Les prévisions révisées placent OpenAI dans une position précaire par rapport à ses concurrents. Anthropic, son principal rival fondé par d'anciens chercheurs d'OpenAI, viserait un point d'équilibre dès 2028. Si Anthropic peut atteindre des performances de modèle comparables avec une structure de coûts plus durable, elle pourrait contester la domination d'OpenAI non seulement en termes de technologie, mais aussi d'attractivité pour les investissements.
OpenAI négocie actuellement un tour de table dépassant les 100 milliards de dollars sur la base d'une valorisation d'environ 750 milliards de dollars. Alors que des soutiens comme SoftBank et Microsoft semblent engagés, le calendrier étendu vers la rentabilité augmente la pression sur Sam Altman et son équipe pour fournir des capacités d'IA de « niveau divin » justifiant de telles dépenses.
La décision d'OpenAI d'augmenter ses prévisions de consommation de trésorerie de 111 milliards de dollars est une déclaration d'intention. Cela signale que l'entreprise ne considère pas l'ère actuelle comme un moment de consolidation, mais comme une fenêtre pour capturer agressivement l'avenir de l'informatique, quel qu'en soit le coût.
Pour l'écosystème plus large de l'IA, cela soulève des questions fondamentales sur la durabilité.
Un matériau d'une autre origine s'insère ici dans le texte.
//! Liveness endpoint for the hosting platform's probe.

use axum::{Json, Router, routing::get};
use serde::Serialize;
use tokio::net::TcpListener;
use tracing::info;

pub const STATUS_MESSAGE: &str = "Discord bot is running!";

#[derive(Serialize)]
struct StatusResponse {
    message: &'static str,
}

/// `GET /` and, through axum's implicit handling, `HEAD /`.
pub fn router() -> Router {
    Router::new().route("/", get(handle_root))
}

async fn handle_root() -> Json<StatusResponse> {
    Json(StatusResponse {
        message: STATUS_MESSAGE,
    })
}

/// Serves the liveness endpoint until the listener fails.
pub async fn serve(host: &str, port: u16) -> std::io::Result<()> {
    let listener = TcpListener::bind((host, port)).await?;
    info!("Health endpoint listening on {}", listener.local_addr()?);
    axum::serve(listener, router()).await
}
//! Ownership of the single presented message in the target channel.
//!
//! The presenter purges the channel and posts the message on every
//! (re)connect, and keeps the message's root view alive by swapping in a
//! fresh [`RootView`] each time the current one times out. The timeout is
//! driven by one long-lived task (see [`Presenter::spawn_view_timer`]) that
//! watches the current deadline.

pub mod gateway;
#[cfg(test)]
pub mod testing;

pub use gateway::{ChannelGateway, DiscordChannel};

use serenity::all::{ChannelId, MessageId};
use std::sync::Arc;
use thiserror::Error;
use tokio::sync::{Mutex, watch};
use tokio::task::JoinHandle;
use tokio::time::Instant;
use tracing::{debug, error, info, warn};

use crate::view::{ROOT_VIEW_TIMEOUT, Reaction, RootView, ViewEvent, ViewState};

#[derive(Error, Debug)]
pub enum PresenterError {
    #[error("Channel {0} not found")]
    ChannelNotFound(ChannelId),
    #[error("Failed to purge channel history: {0}")]
    Purge(#[source] Box<serenity::Error>),
    #[error("Failed to send message: {0}")]
    Send(#[source] Box<serenity::Error>),
    #[error("Failed to fetch message {0}: {1}")]
    Fetch(MessageId, #[source] Box<serenity::Error>),
    #[error("Failed to edit message {0}: {1}")]
    Edit(MessageId, #[source] Box<serenity::Error>),
    #[error("No message is being presented")]
    NoMessage,
}

#[derive(Debug, Clone, Copy, PartialEq, Eq)]
pub enum Phase {
    Disconnected,
    Initializing,
    Presenting,
}

struct PresenterState {
    phase: Phase,
    message: Option<MessageId>,
    /// Generation of the root view on `message`
    generation: u64,
}

pub struct Presenter {
    gateway: Arc<dyn ChannelGateway>,
    state: Mutex<PresenterState>,
    /// Held for the whole of initialize, post and replace
    operation: Mutex<()>,
    deadline: watch::Sender<Option<Instant>>,
    repost_on_stale: bool,
}

impl Presenter {
    pub fn new(gateway: Arc<dyn ChannelGateway>, repost_on_stale: bool) -> Self {
        let (deadline, _) = watch::channel(None);
        Self {
            gateway,
            state: Mutex::new(PresenterState {
                phase: Phase::Disconnected,
                message: None,
                generation: 0,
            }),
            operation: Mutex::new(()),
            deadline,
            repost_on_stale,
        }
    }

    #[cfg(test)]
    pub async fn phase(&self) -> Phase {
        self.state.lock().await.phase
    }

    #[cfg(test)]
    pub async fn current_message(&self) -> Option<MessageId> {
        self.state.lock().await.message
    }

    /// Generation of the root view currently accepting clicks.
    pub async fn live_generation(&self) -> Option<u64> {
        let state = self.state.lock().await;
        match state.phase {
            Phase::Presenting => Some(state.generation),
            _ => None,
        }
    }

    /// When the current root view times out, if one is armed.
    #[cfg(test)]
    pub fn deadline(&self) -> Option<Instant> {
        *self.deadline.borrow()
    }

    /// Purges the channel and posts a fresh message. Runs on every connect and resume.
    pub async fn initialize(&self) -> Result<MessageId, PresenterError> {
        let _operation = self.operation.lock().await;
        self.state.lock().await.phase = Phase::Initializing;

        if let Err(e) = self.gateway.resolve().await {
            self.mark_disconnected().await;
            return Err(e);
        }

        if let Err(e) = self.gateway.purge().await {
            self.mark_disconnected().await;
            return Err(e);
        }
        self.state.lock().await.message = None;

        self.post_locked().await
    }

    /// Sends a new message with a fresh root view and starts tracking it.
    #[cfg(test)]
    pub async fn post(&self) -> Result<MessageId, PresenterError> {
        let _operation = self.operation.lock().await;
        self.post_locked().await
    }

    /// Attaches a fresh root view to the tracked message.
    pub async fn replace_view(&self) -> Result<MessageId, PresenterError> {
        let _operation = self.operation.lock().await;
        self.replace_locked().await
    }

    async fn post_locked(&self) -> Result<MessageId, PresenterError> {
        let generation = self.state.lock().await.generation + 1;
        let view = RootView::new(generation);

        match self.gateway.send(&view).await {
            Ok(message) => {
                {
                    let mut state = self.state.lock().await;
                    state.message = Some(message);
                    state.generation = generation;
                    state.phase = Phase::Presenting;
                }
                self.arm();
                info!("Message {} sent to channel", message);
                Ok(message)
            }
            Err(e) => {
                self.mark_disconnected().await;
                Err(e)
            }
        }
    }

    async fn replace_locked(&self) -> Result<MessageId, PresenterError> {
        let (message, generation) = {
            let state = self.state.lock().await;
            (state.message.ok_or(PresenterError::NoMessage)?, state.generation + 1)
        };
        let view = RootView::new(generation);

        let message = self.gateway.replace(message, &view).await?;
        {
            let mut state = self.state.lock().await;
            state.message = Some(message);
            state.generation = generation;
            state.phase = Phase::Presenting;
        }
        self.arm();
        info!("Message {} updated with view {}", message, generation);
        Ok(message)
    }

    async fn mark_disconnected(&self) {
        self.state.lock().await.phase = Phase::Disconnected;
        self.disarm();
    }

    fn arm(&self) {
        self.deadline
            .send_replace(Some(Instant::now() + ROOT_VIEW_TIMEOUT));
    }

    fn disarm(&self) {
        self.deadline.send_replace(None);
    }

    async fn on_view_timeout(&self) {
        let _operation = self.operation.lock().await;

        // A post or replace may have re-armed the deadline while we waited.
        let deadline = *self.deadline.borrow();
        match deadline {
            Some(at) if at <= Instant::now() => {}
            _ => return,
        }

        let (_, reaction) = ViewState::Initial.on(ViewEvent::Timeout);
        if reaction != Reaction::ReplaceView {
            return;
        }

        debug!("Root view timed out, replacing");
        let Err(e) = self.replace_locked().await else {
            return;
        };

        error!("Failed to replace timed out view: {}", e);
        if self.repost_on_stale {
            warn!("Reposting after failed view replace");
            match self.post_locked().await {
                Ok(_) => return,
                Err(e) => error!("Repost failed: {}", e),
            }
        }

        // The timed out view stops answering clicks even if its message survived.
        self.mark_disconnected().await;
    }

    /// Spawns the task that owns the root view's lifetime.
    ///
    /// The task sleeps until the armed deadline and then replaces the view,
    /// which re-arms the deadline. Posting or replacing early moves the
    /// deadline and the task follows it.
    pub fn spawn_view_timer(self: &Arc<Self>) -> JoinHandle<()> {
        let presenter = Arc::clone(self);
        let mut deadline = self.deadline.subscribe();

        tokio::spawn(async move {
            loop {
                let next = *deadline.borrow_and_update();
                match next {
                    Some(at) => {
                        tokio::select! {
                            _ = tokio::time::sleep_until(at) => presenter.on_view_timeout().await,
                            changed = deadline.changed() => {
                                if changed.is_err() {
                                    break;
                                }
                            }
                        }
                    }
                    None => {
                        if deadline.changed().await.is_err() {
                            break;
                        }
                    }
                }
            }
        })
    }
}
Si le leader du marché a besoin de près de trois quarts de billion de dollars pour atteindre un flux de trésorerie positif, la barrière à l'entrée pour les nouvelles entreprises de modèles de fondation est sans doute devenue insurmontable. L'industrie est témoin d'une consolidation où seuls ceux qui ont accès à un capital de niveau souverain peuvent se permettre de rester dans la course.
À l'horizon 2030, le succès de ce pari dépendra de deux facteurs : si l'Intelligence Artificielle Générale (Artificial General Intelligence) peut être atteinte, et si elle peut générer de la valeur plus rapidement que les fournaises de l'inférence ne peuvent consumer de la trésorerie.